Егор Никифоров вернулся в сторожку и, увидев Марью Петровну, стоявшую у окна, вошел в нее.
– Вы уже встали? С добрым утром…
– С добрым утром…
– Я тут кое-что принес для вас, Марья Петровна…
– Что это такое?
– Посмотрите…
Она развязала скатерть и узнала свои вещи… Глаза ее наполнились слезами, она опустилась на скамью рядом с узлом и зарыдала.
– И об этом ты даже подумал… – воскликнула она, удерживая рыдания. – Но как ты добыл эти вещи?
– Через Таню… Я сказал ей, что они нужны для одной бедной женщины.
Она протянула ему руку и сказала сквозь слезы:
– Спасибо, большое спасибо!
– Теперь вы можете переодеться…
– О, да, да, я так рада… Это платье купил мне отец в К., незадолго до моего бегства. Я один раз только и одевала его… но мне оно так нравилось… Я была в нем на свидании с Борисом.
Она перебирала вещь за вещью и радовалась, как дитя. Егор Никифоров смотрел не нее и блаженно улыбался.
– О, теперь я могу прихорошиться для свидания с моим сыном! – воскликнула она.
– А я тем временем пойду хлопотать о нашем полднике, – сказал Егор и вышел из сторожки.
Через час Марья Петровна причесалась и оделась.
Егор Никифоров вернулся из высокого дома с полной корзиной провизии.
Когда он увидел Марью Петровну, которая выглядела моложе лет на пятнадцать, он не мог подавить крика удивления.
– Теперь я тебе более нравлюсь? – сказала она, смеясь.
– О, еще бы…
Он постелил скатерть, в которую были завернуты вещи, на стол и начал вынимать из корзины данные ему Таней «лучшие приедки».
Марья Петровна усадила его полдничать вместе с собой. Он согласился, после нескольких отказов, на ее упорные настояния.
После полдника она рассказала ему в общих чертах свою жизнь с тех пор, как она очнулась на почтовой станции и узнала, что ее ребенок увезен «навозниками» в Россию.
Почтосодержатель и его жена не могли даже толком сказать, куда именно…
– Оставил тут господин билетик со своей фамилией, да Николка озорник подхватил его и сжевал, чуть не подавился, насилу заставила выплюнуть, – сказала ей жена почтосодержателя.
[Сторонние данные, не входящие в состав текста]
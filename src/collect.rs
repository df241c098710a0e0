use std::sync::Arc;

use thiserror::Error;
use tokio::sync::Semaphore;
use tokio::task::JoinSet;
use tracing::{debug, warn};

use crate::config::SiteConfig;
use crate::fetch::{FetchError, Page, PageFetcher, ParseError};
use crate::models::Deck;
use crate::parse::{self, DeckPageParser, MalformedDeckPageError};
use crate::progress::ProgressCounter;

#[derive(Debug, Error)]
pub enum CollectError {
    #[error("Fetch error: {0}")]
    Fetch(#[from] FetchError),
    #[error("Parse error: {0}")]
    Parse(#[from] ParseError),
    #[error("Malformed deck page: {0}")]
    DeckPage(#[from] MalformedDeckPageError),
    #[error("Deck task panicked: {0}")]
    Join(#[from] tokio::task::JoinError),
}

/// Collects every deck listed on one category page.
///
/// Deck pages are fetched and parsed concurrently, gated on a semaphore
/// shared across the whole run so total simultaneous connections stay
/// bounded no matter how many categories are in flight.
#[derive(Clone)]
pub struct CategoryCollector {
    fetcher: PageFetcher,
    parser: Arc<DeckPageParser>,
    config: Arc<SiteConfig>,
    fetch_permits: Arc<Semaphore>,
}

impl CategoryCollector {
    pub fn new(
        fetcher: PageFetcher,
        parser: Arc<DeckPageParser>,
        config: Arc<SiteConfig>,
        fetch_permits: Arc<Semaphore>,
    ) -> Self {
        CategoryCollector {
            fetcher,
            parser,
            config,
            fetch_permits,
        }
    }

    /// Fetch one category page, then fetch and parse every deck it links to.
    ///
    /// A failed deck page is logged and skipped while its siblings continue;
    /// a failure to fetch or read the category page itself fails the whole
    /// category. Returned deck order is completion order and carries no
    /// meaning downstream.
    pub async fn collect(
        &self,
        category_url: &str,
        progress: Arc<ProgressCounter>,
    ) -> Result<Vec<Deck>, CollectError> {
        let page = self.fetcher.fetch(category_url).await?;
        let deck_urls = parse::select_links(&page, &self.config.deck_links, &self.config)?;
        debug!("Category {} lists {} decks", category_url, deck_urls.len());

        // The only place found-counts rise: once per category page, before
        // any deck task is launched. Publishes the baseline report.
        progress.add_found(deck_urls.len() as u64);

        let mut tasks = JoinSet::new();
        for url in deck_urls {
            let fetcher = self.fetcher.clone();
            let parser = Arc::clone(&self.parser);
            let permits = Arc::clone(&self.fetch_permits);
            let progress = Arc::clone(&progress);

            tasks.spawn(async move {
                let _permit = permits.acquire_owned().await.unwrap();

                match fetch_deck(&fetcher, &parser, &url).await {
                    Ok(deck) => {
                        progress.increment_imported();
                        Some(deck)
                    }
                    Err(e) => {
                        // Skip-and-log: one bad deck page never sinks its
                        // category.
                        warn!("Skipping deck page {}: {}", url, e);
                        None
                    }
                }
            });
        }

        // Structured join. A JoinError here means a deck task panicked or
        // was aborted, which is not a deck-page failure and does fail the
        // category.
        let mut decks = Vec::new();
        while let Some(joined) = tasks.join_next().await {
            if let Some(deck) = joined? {
                decks.push(deck);
            }
        }

        Ok(decks)
    }
}

async fn fetch_deck(
    fetcher: &PageFetcher,
    parser: &DeckPageParser,
    url: &str,
) -> Result<Deck, CollectError> {
    let page: Page = fetcher.fetch(url).await?;
    let document = page.document()?;
    let deck = parser.parse(&page.url, &document)?;
    Ok(deck)
}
Николка-озорник был ее младший сынишка четырех лет.
След ее сына Бориса был потерян навсегда.
Далее она рассказала, как в течении двух десятков лет она бродила по Сибири, живя в услужении в городах и селах… Многое она пропускала, но Егор Никифоров понимал, на что она подчас решалась от безысходной нужды… Два последних года она по летам приходила на заимку Толстых и жила в тайге, посещая могилу отца своего ребенка.
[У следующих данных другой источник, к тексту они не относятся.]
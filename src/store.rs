use async_trait::async_trait;
use chrono::Utc;
use sqlx::{Row, SqlitePool};
use thiserror::Error;
use tracing::info;
use uuid::Uuid;

use crate::models::Deck;

#[derive(Debug, Error)]
pub enum StoreError {
    #[error("Database error: {0}")]
    Database(#[from] sqlx::Error),
    #[error("Serialization error: {0}")]
    Serialize(#[from] serde_json::Error),
}

/// The external deck repository seam.
///
/// The import orchestrator is the only writer and serializes its writes, so
/// implementations don't need their own locking discipline around the two
/// calls interleaving.
#[async_trait]
pub trait DeckStore: Send + Sync {
    /// Write one deck under the display name `name`, carrying both tags.
    /// `archive` marks the record archived as it is written.
    async fn add_deck(
        &self,
        name: &str,
        deck: &Deck,
        archive: bool,
        category_tag: &str,
        origin_tag: &str,
    ) -> Result<(), StoreError>;

    /// Delete every record carrying `tag`. Returns the number deleted.
    async fn delete_all_with_tag(&self, tag: &str) -> Result<u64, StoreError>;
}

/// A stored deck row with its tags, as read back from the database.
#[derive(Debug, Clone, PartialEq)]
pub struct DbDeck {
    pub id: String,
    pub name: String,
    pub class: String,
    pub cards: Vec<String>,
    pub source_url: String,
    pub archived: bool,
    pub tags: Vec<String>,
}

/// SQLite-backed deck store.
#[derive(Debug, Clone)]
pub struct SqliteDeckStore {
    pool: SqlitePool,
}

impl SqliteDeckStore {
    /// Open the database (creating it if missing) and ensure tables exist.
    pub async fn new(database_path: &str) -> Result<Self, StoreError> {
        // Use sqlite:// with ?mode=rwc to create if it doesn't exist
        let database_url = format!("sqlite://{}?mode=rwc", database_path);
        info!("Connecting to {}", database_url);
        let pool = SqlitePool::connect(&database_url).await?;

        let store = SqliteDeckStore { pool };
        store.create_tables().await?;
        Ok(store)
    }

    async fn create_tables(&self) -> Result<(), StoreError> {
        sqlx::query(
            r#"
            CREATE TABLE IF NOT EXISTS decks (
                id TEXT PRIMARY KEY,
                name TEXT NOT NULL,
                class TEXT NOT NULL,
                cards TEXT NOT NULL,
                source_url TEXT NOT NULL,
                archived BOOLEAN NOT NULL DEFAULT FALSE,
                created_at TEXT NOT NULL
            )
            "#,
        )
        .execute(&self.pool)
        .await?;

        sqlx::query(
            r#"
            CREATE TABLE IF NOT EXISTS deck_tags (
                deck_id TEXT NOT NULL,
                tag TEXT NOT NULL,
                FOREIGN KEY (deck_id) REFERENCES decks (id) ON DELETE CASCADE,
                UNIQUE(deck_id, tag)
            )
            "#,
        )
        .execute(&self.pool)
        .await?;

        Ok(())
    }

    /// Number of deck rows currently stored, any tag.
    pub async fn deck_count(&self) -> Result<u64, StoreError> {
        let row = sqlx::query("SELECT COUNT(*) AS count FROM decks")
            .fetch_one(&self.pool)
            .await?;
        let count: i64 = row.get("count");
        Ok(count as u64)
    }

    /// Every stored deck carrying `tag`, with all of its tags attached.
    pub async fn decks_with_tag(&self, tag: &str) -> Result<Vec<DbDeck>, StoreError> {
        let rows = sqlx::query(
            r#"
            SELECT d.id, d.name, d.class, d.cards, d.source_url, d.archived
            FROM decks d
            JOIN deck_tags t ON t.deck_id = d.id
            WHERE t.tag = ?
            ORDER BY d.name
            "#,
        )
        .bind(tag)
        .fetch_all(&self.pool)
        .await?;

        let mut decks = Vec::with_capacity(rows.len());
        for row in rows {
            let id: String = row.get("id");
            let cards_json: String = row.get("cards");

            let tag_rows = sqlx::query("SELECT tag FROM deck_tags WHERE deck_id = ? ORDER BY tag")
                .bind(&id)
                .fetch_all(&self.pool)
                .await?;

            decks.push(DbDeck {
                id,
                name: row.get("name"),
                class: row.get("class"),
                cards: serde_json::from_str(&cards_json)?,
                source_url: row.get("source_url"),
                archived: row.get("archived"),
                tags: tag_rows.iter().map(|r| r.get("tag")).collect(),
            });
        }

        Ok(decks)
    }
}

#[async_trait]
impl DeckStore for SqliteDeckStore {
    async fn add_deck(
        &self,
        name: &str,
        deck: &Deck,
        archive: bool,
        category_tag: &str,
        origin_tag: &str,
    ) -> Result<(), StoreError> {
        let id = Uuid::new_v4().to_string();
        let cards = serde_json::to_string(&deck.cards)?;
        let created_at = Utc::now().to_rfc3339();

        let mut tx = self.pool.begin().await?;

        sqlx::query(
            r#"
            INSERT INTO decks (id, name, class, cards, source_url, archived, created_at)
            VALUES (?, ?, ?, ?, ?, ?, ?)
            "#,
        )
        .bind(&id)
        .bind(name)
        .bind(&deck.class)
        .bind(&cards)
        .bind(&deck.source_url)
        .bind(archive)
        .bind(&created_at)
        .execute(&mut *tx)
        .await?;

        for tag in [category_tag, origin_tag] {
            sqlx::query("INSERT INTO deck_tags (deck_id, tag) VALUES (?, ?)")
                .bind(&id)
                .bind(tag)
                .execute(&mut *tx)
                .await?;
        }

        tx.commit().await?;
        Ok(())
    }

    async fn delete_all_with_tag(&self, tag: &str) -> Result<u64, StoreError> {
        let mut tx = self.pool.begin().await?;

        // Collect ids first, then delete rows and tag links explicitly:
        // SQLite only honors ON DELETE CASCADE when foreign keys are
        // enabled per connection.
        let rows = sqlx::query("SELECT deck_id FROM deck_tags WHERE tag = ?")
            .bind(tag)
            .fetch_all(&mut *tx)
            .await?;
        let ids: Vec<String> = rows.iter().map(|row| row.get("deck_id")).collect();

        for id in &ids {
            sqlx::query("DELETE FROM deck_tags WHERE deck_id = ?")
                .bind(id)
                .execute(&mut *tx)
                .await?;
            sqlx::query("DELETE FROM decks WHERE id = ?")
                .bind(id)
                .execute(&mut *tx)
                .await?;
        }

        tx.commit().await?;
        Ok(ids.len() as u64)
    }
}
– Среди горя и нужды, среди этой страшной жизни, Господь дал мне силы дожить до желанного дня, до свидания с потерянным сыном, до возвращения в родительский дом, – закончила она свой рассказ.
Слезы неудержимо текли из ее глаз. Егор Никифоров тоже плакал. Целый день провели они вместе и не могли наговориться о своих детях.
Марья Петровна, однако, не забывала об ужасной опасности, которая предстоит сегодня ночью Татьяне Петровне.
«Не рассказать ли все Егору? – мелькнула у нее в голове мысль. – Но он убьет этого негодяя! Это будет большим несчастьем для Егора и для Тани…»
Марья Петровна остановилась на своем первоначальном плане.